Opinión de Pedro Charro Ayestarán

Avatar del Pedro CharroPedro Charro17/05/2021
Era Palomares, un pueblo perdido de Almería, donde un día lejano, en 1966, cayeron nada menos que cuatro bombas atómicas. De eso no tenemos más que un recuerdo: la imagen de Fraga en calzones bañándose en la playa, con la que se pasó página. Un éxito. Para que luego digan que la propaganda política por encima de la verdad es cosa de ahora.
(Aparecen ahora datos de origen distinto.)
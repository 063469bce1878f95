//! Core client library for CareGuide, a consumer health-guidance product.
//!
//! Owns the client-side determination of "is this user signed in, and as
//! whom": a session store with 12-hour inactivity expiry over an injected
//! key-value storage backend, an activity tracker that keeps live
//! sessions alive, and a thin HTTP client for the remote identity
//! service's registration and login endpoints.
//!
//! Expiry is lazy - a session past its idle window is cleared on the
//! next validity check, not by a background timer.

pub mod api;
pub mod auth;
pub mod config;
pub mod models;
pub mod storage;

pub use api::{surface_message, ApiError, AuthClient, RegisterRequest};
pub use auth::{password_strength, ActivityTracker, PasswordStrength, SessionStore, ValidationError};
pub use config::Config;
pub use models::UserProfile;
pub use storage::{DiskStorage, MemoryStorage, Storage, StorageError};
use super::super::messages::Message;
use super::super::state::{App, TEXT_SCROLL_ID};
use super::Effect;
use iced::Task;
use iced::event;
use iced::keyboard;
use iced::window;
use iced::{Event, event::Status};
use tracing::info;

impl App {
    pub(super) fn run_effect(&mut self, effect: Effect) -> Task<Message> {
        match effect {
            Effect::ProcessText { text, request_id } => {
                let client = self.client.clone();
                info!(request_id, chars = text.chars().count(), "Dispatching segmentation request");
                Task::perform(
                    async move {
                        let submitted_text = text.clone();
                        // The HTTP client is blocking; keep it off the executor.
                        let outcome =
                            tokio::task::spawn_blocking(move || client.process(&text)).await;
                        match outcome {
                            Ok(Ok(phrases)) => Message::TextProcessed {
                                request_id,
                                submitted_text,
                                phrases,
                                error: None,
                            },
                            Ok(Err(err)) => Message::TextProcessed {
                                request_id,
                                submitted_text,
                                phrases: Vec::new(),
                                error: Some(format!("{err:#}")),
                            },
                            Err(err) => Message::TextProcessed {
                                request_id,
                                submitted_text,
                                phrases: Vec::new(),
                                error: Some(format!("request task failed: {err}")),
                            },
                        }
                    },
                    |message| message,
                )
            }
            Effect::FetchReadAloud { text, request_id } => {
                let client = self.client.clone();
                info!(request_id, chars = text.chars().count(), "Dispatching synthesis request");
                Task::perform(
                    async move {
                        let outcome =
                            tokio::task::spawn_blocking(move || client.read_aloud(&text)).await;
                        match outcome {
                            Ok(Ok(payload)) => Message::ReadAloudReady {
                                request_id,
                                audio: payload.audio,
                                marks: payload.speech_marks,
                                error: None,
                            },
                            Ok(Err(err)) => Message::ReadAloudReady {
                                request_id,
                                audio: Vec::new(),
                                marks: Vec::new(),
                                error: Some(format!("{err:#}")),
                            },
                            Err(err) => Message::ReadAloudReady {
                                request_id,
                                audio: Vec::new(),
                                marks: Vec::new(),
                                error: Some(format!("request task failed: {err}")),
                            },
                        }
                    },
                    |message| message,
                )
            }
            Effect::AutoScrollToPhrase(phrase_idx) => {
                if !self.config.auto_scroll {
                    return Task::none();
                }
                if let Some(offset) = self.scroll_offset_for_phrase(phrase_idx) {
                    self.scroll.last_offset = offset;
                    return iced::widget::scrollable::snap_to(TEXT_SCROLL_ID.clone(), offset);
                }
                Task::none()
            }
        }
    }
}

pub(super) fn runtime_event_to_message(
    event: Event,
    status: Status,
    _window_id: window::Id,
) -> Option<Message> {
    if status == event::Status::Captured {
        return None;
    }
    match event {
        Event::Keyboard(keyboard::Event::KeyPressed { key, modifiers, .. }) => {
            Some(Message::KeyPressed { key, modifiers })
        }
        _ => None,
    }
}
De ahora es la serie documental sobre Palomares que se ve como una peli de suspense, en la que volvemos a esos años de la guerra fría, en que EEUU tenía siempre en vuelo sus aviones B52 con bombas nucleares para responder a un ataque de la URSS. Uno de ellos, que repostaba en el aire, chocó y cayó en llamas arrojando las bombas a tierra. Los habitantes de Palomares, que todavía andaban en burro, cuidaban cabras y plantaban tomates, entraron de pronto en lo peor del siglo XX, y se convirtieron en noticia mundial. Dos de las bombas se partieron, el explosivo detonó, pero no se produjo la explosión nuclear que hubiera hecho desaparecer del mapa media España. Otra cayó al mar, donde fue al fin localizada gracias a un pescador de la zona que señaló a los americanos el lugar. Desde entonces le llaman Paco el de la bomba. Esa mezcla de drama apocalíptico y película de Berlanga, en aquella España que empezaba a recibir turistas y no podía perderlos, se muestra muy bien en la serie, junto con la censura, el ocultismo, y el disimulo ante la evidencia de que la radioactividad se había esparcido por las casas y las cosechas de la zona, sin que se hiciera gran cosa. El poder es siempre una chapuza, y esta serie vuelve a demostrarlo. Lo ha repetido en Pamplona el filósofo Javier Gomá, añadiendo que en el fondo es mejor, pues no es una conspiración de poderosos la que maneja nuestra vida, sino que es la improvisación y la falta de certezas lo que está detrás de quienes mandan, donde se decide por intuición o por intereses. Algo de eso hemos visto en el manejo de la pandemia. En Palomares, en nuestra conducta con el planeta, en cada momento crítico, parece que nos salvamos por la campana, como si al final venciera nuestro instinto de supervivencia, y necesitáramos estar al borde del abismo para reaccionar.